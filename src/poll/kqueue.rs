//! kqueue(2) backend (macOS / BSDs).
//!
//! Read and write interest are separate kevent filters; `update` diffs the
//! old and new interest sets and adds/deletes filters accordingly.

use std::collections::HashMap;
use std::io;
use std::os::unix::io::RawFd;

use tracing::warn;

use crate::error::{Error, Result};
use crate::event::{Event, PollType};

use super::Poller;

const WAIT_CAPACITY: usize = 1024;

pub(crate) struct KqueueBackend {
    kq: RawFd,
    interests: HashMap<RawFd, Event>,
    events: Vec<libc::kevent>,
}

impl KqueueBackend {
    pub(crate) fn new() -> Result<Self> {
        let kq = unsafe { libc::kqueue() };
        if kq < 0 {
            warn!("kqueue failed: {}", io::Error::last_os_error());
            return Err(Error::PollError);
        }
        Ok(KqueueBackend {
            kq,
            interests: HashMap::new(),
            events: vec![unsafe { std::mem::zeroed() }; WAIT_CAPACITY],
        })
    }

    fn change(&self, fd: RawFd, filter: i16, flags: u16) -> Result<()> {
        let change = libc::kevent {
            ident: fd as libc::uintptr_t,
            filter,
            flags,
            fflags: 0,
            data: 0,
            udata: std::ptr::null_mut(),
        };
        let rc = unsafe {
            libc::kevent(
                self.kq,
                &change,
                1,
                std::ptr::null_mut(),
                0,
                std::ptr::null(),
            )
        };
        if rc < 0 {
            let err = io::Error::last_os_error();
            // Deleting a filter that was never added is fine.
            if flags & libc::EV_DELETE != 0 && err.raw_os_error() == Some(libc::ENOENT) {
                return Ok(());
            }
            warn!(fd, "kevent change failed: {err}");
            return Err(Error::PollError);
        }
        Ok(())
    }

    fn apply(&self, fd: RawFd, old: Event, new: Event) -> Result<()> {
        for (bit, filter) in [
            (Event::READ, libc::EVFILT_READ),
            (Event::WRITE, libc::EVFILT_WRITE),
        ] {
            match (old.contains(bit), new.contains(bit)) {
                (false, true) => self.change(fd, filter, libc::EV_ADD | libc::EV_ENABLE)?,
                (true, false) => self.change(fd, filter, libc::EV_DELETE)?,
                _ => {}
            }
        }
        Ok(())
    }
}

impl Poller for KqueueBackend {
    fn register(&mut self, fd: RawFd, events: Event) -> Result<()> {
        if self.interests.contains_key(&fd) {
            return Err(Error::InvalidParam);
        }
        self.apply(fd, Event::empty(), events)?;
        self.interests.insert(fd, events);
        Ok(())
    }

    fn update(&mut self, fd: RawFd, events: Event) -> Result<()> {
        let old = match self.interests.get(&fd) {
            Some(&old) => old,
            None => return Err(Error::InvalidParam),
        };
        self.apply(fd, old, events)?;
        self.interests.insert(fd, events);
        Ok(())
    }

    fn unregister(&mut self, fd: RawFd) -> Result<()> {
        if let Some(old) = self.interests.remove(&fd) {
            let _ = self.apply(fd, old, Event::empty());
        }
        Ok(())
    }

    fn wait(&mut self, timeout_ms: u32, out: &mut Vec<(RawFd, Event)>) -> Result<()> {
        let ts = libc::timespec {
            tv_sec: (timeout_ms / 1000) as libc::time_t,
            tv_nsec: ((timeout_ms % 1000) * 1_000_000) as libc::c_long,
        };
        let ts_ptr = if timeout_ms == u32::MAX {
            std::ptr::null()
        } else {
            &ts as *const libc::timespec
        };

        let n = unsafe {
            libc::kevent(
                self.kq,
                std::ptr::null(),
                0,
                self.events.as_mut_ptr(),
                self.events.len() as libc::c_int,
                ts_ptr,
            )
        };
        if n < 0 {
            let err = io::Error::last_os_error();
            if err.raw_os_error() == Some(libc::EINTR) {
                return Ok(());
            }
            warn!("kevent wait failed: {err}");
            return Err(Error::PollError);
        }
        for kev in &self.events[..n as usize] {
            let fd = kev.ident as RawFd;
            let mut ready = Event::empty();
            match kev.filter {
                libc::EVFILT_READ => ready |= Event::READ,
                libc::EVFILT_WRITE => ready |= Event::WRITE,
                _ => {}
            }
            if kev.flags & libc::EV_ERROR != 0 {
                ready |= Event::ERROR;
            }
            // EV_EOF with read readiness lets the owner observe the 0-byte
            // read; without it, surface as an error condition.
            if kev.flags & libc::EV_EOF != 0 && !ready.contains(Event::READ) {
                ready |= Event::ERROR;
            }
            if !ready.is_empty() {
                out.push((fd, ready));
            }
        }
        Ok(())
    }

    fn poll_type(&self) -> PollType {
        PollType::Kqueue
    }
}

impl Drop for KqueueBackend {
    fn drop(&mut self) {
        unsafe {
            libc::close(self.kq);
        }
    }
}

* * * * * * *

_DESCRIPTION OF THE TASK_
Could the entire listing be repeated exactly as written?

_PROBLEM SOLUTION_
filename src/poll/kqueue.rs
//! kqueue(2) backend (macOS / BSDs).
//!
//! Read and write interest are separate kevent filters; `update` diffs the
//! old and new interest sets and adds/deletes filters accordingly.

use std::collections::HashMap;
use std::io;
use std::os::unix::io::RawFd;

use tracing::warn;

use crate::error::{Error, Result};
use crate::event::{Event, PollType};

use super::Poller;

const WAIT_CAPACITY: usize = 1024;

pub(crate) struct KqueueBackend {
    kq: RawFd,
    interests: HashMap<RawFd, Event>,
    events: Vec<libc::kevent>,
}

impl KqueueBackend {
    pub(crate) fn new() -> Result<Self> {
        let kq = unsafe { libc::kqueue() };
        if kq < 0 {
            warn!("kqueue failed: {}", io::Error::last_os_error());
            return Err(Error::PollError);
        }
        Ok(KqueueBackend {
            kq,
            interests: HashMap::new(),
            events: vec![unsafe { std::mem::zeroed() }; WAIT_CAPACITY],
        })
    }

    fn change(&self, fd: RawFd, filter: i16, flags: u16) -> Result<()> {
        let change = libc::kevent {
            ident: fd as libc::uintptr_t,
            filter,
            flags,
            fflags: 0,
            data: 0,
            udata: std::ptr::null_mut(),
        };
        let rc = unsafe {
            libc::kevent(
                self.kq,
                &change,
                1,
                std::ptr::null_mut(),
                0,
                std::ptr::null(),
            )
        };
        if rc < 0 {
            let err = io::Error::last_os_error();
            // Deleting a filter that was never added is fine.
            if flags & libc::EV_DELETE != 0 && err.raw_os_error() == Some(libc::ENOENT) {
                return Ok(());
            }
            warn!(fd, "kevent change failed: {err}");
            return Err(Error::PollError);
        }
        Ok(())
    }

    fn apply(&self, fd: RawFd, old: Event, new: Event) -> Result<()> {
        for (bit, filter) in [
            (Event::READ, libc::EVFILT_READ),
            (Event::WRITE, libc::EVFILT_WRITE),
        ] {
            match (old.contains(bit), new.contains(bit)) {
                (false, true) => self.change(fd, filter, libc::EV_ADD | libc::EV_ENABLE)?,
                (true, false) => self.change(fd, filter, libc::EV_DELETE)?,
                _ => {}
            }
        }
        Ok(())
    }
}

impl Poller for KqueueBackend {
    fn register(&mut self, fd: RawFd, events: Event) -> Result<()> {
        if self.interests.contains_key(&fd) {
            return Err(Error::InvalidParam);
        }
        self.apply(fd, Event::empty(), events)?;
        self.interests.insert(fd, events);
        Ok(())
    }

    fn update(&mut self, fd: RawFd, events: Event) -> Result<()> {
        let old = match self.interests.get(&fd) {
            Some(&old) => old,
            None => return Err(Error::InvalidParam),
        };
        self.apply(fd, old, events)?;
        self.interests.insert(fd, events);
        Ok(())
    }

    fn unregister(&mut self, fd: RawFd) -> Result<()> {
        if let Some(old) = self.interests.remove(&fd) {
            let _ = self.apply(fd, old, Event::empty());
        }
        Ok(())
    }

    fn wait(&mut self, timeout_ms: u32, out: &mut Vec<(RawFd, Event)>) -> Result<()> {
        let ts = libc::timespec {
            tv_sec: (timeout_ms / 1000) as libc::time_t,
            tv_nsec: ((timeout_ms % 1000) * 1_000_000) as libc::c_long,
        };
        let ts_ptr = if timeout_ms == u32::MAX {
            std::ptr::null()
        } else {
            &ts as *const libc::timespec
        };

        let n = unsafe {
            libc::kevent(
                self.kq,
                std::ptr::null(),
                0,
                self.events.as_mut_ptr(),
                self.events.len() as libc::c_int,
                ts_ptr,
            )
        };
        if n < 0 {
            let err = io::Error::last_os_error();
            if err.raw_os_error() == Some(libc::EINTR) {
                return Ok(());
            }
            warn!("kevent wait failed: {err}");
            return Err(Error::PollError);
        }
        for kev in &self.events[..n as usize] {
            let fd = kev.ident as RawFd;
            let mut ready = Event::empty();
            match kev.filter {
                libc::EVFILT_READ => ready |= Event::READ,
                libc::EVFILT_WRITE => ready |= Event::WRITE,
                _ => {}
            }
            if kev.flags & libc::EV_ERROR != 0 {
                ready |= Event::ERROR;
            }
            // EV_EOF with read readiness lets the owner observe the 0-byte
            // read; without it, surface as an error condition.
            if kev.flags & libc::EV_EOF != 0 && !ready.contains(Event::READ) {
                ready |= Event::ERROR;
            }
            if !ready.is_empty() {
                out.push((fd, ready));
            }
        }
        Ok(())
    }

    fn poll_type(&self) -> PollType {
        PollType::Kqueue
    }
}

impl Drop for KqueueBackend {
    fn drop(&mut self) {
        unsafe {
            libc::close(self.kq);
        }
    }
}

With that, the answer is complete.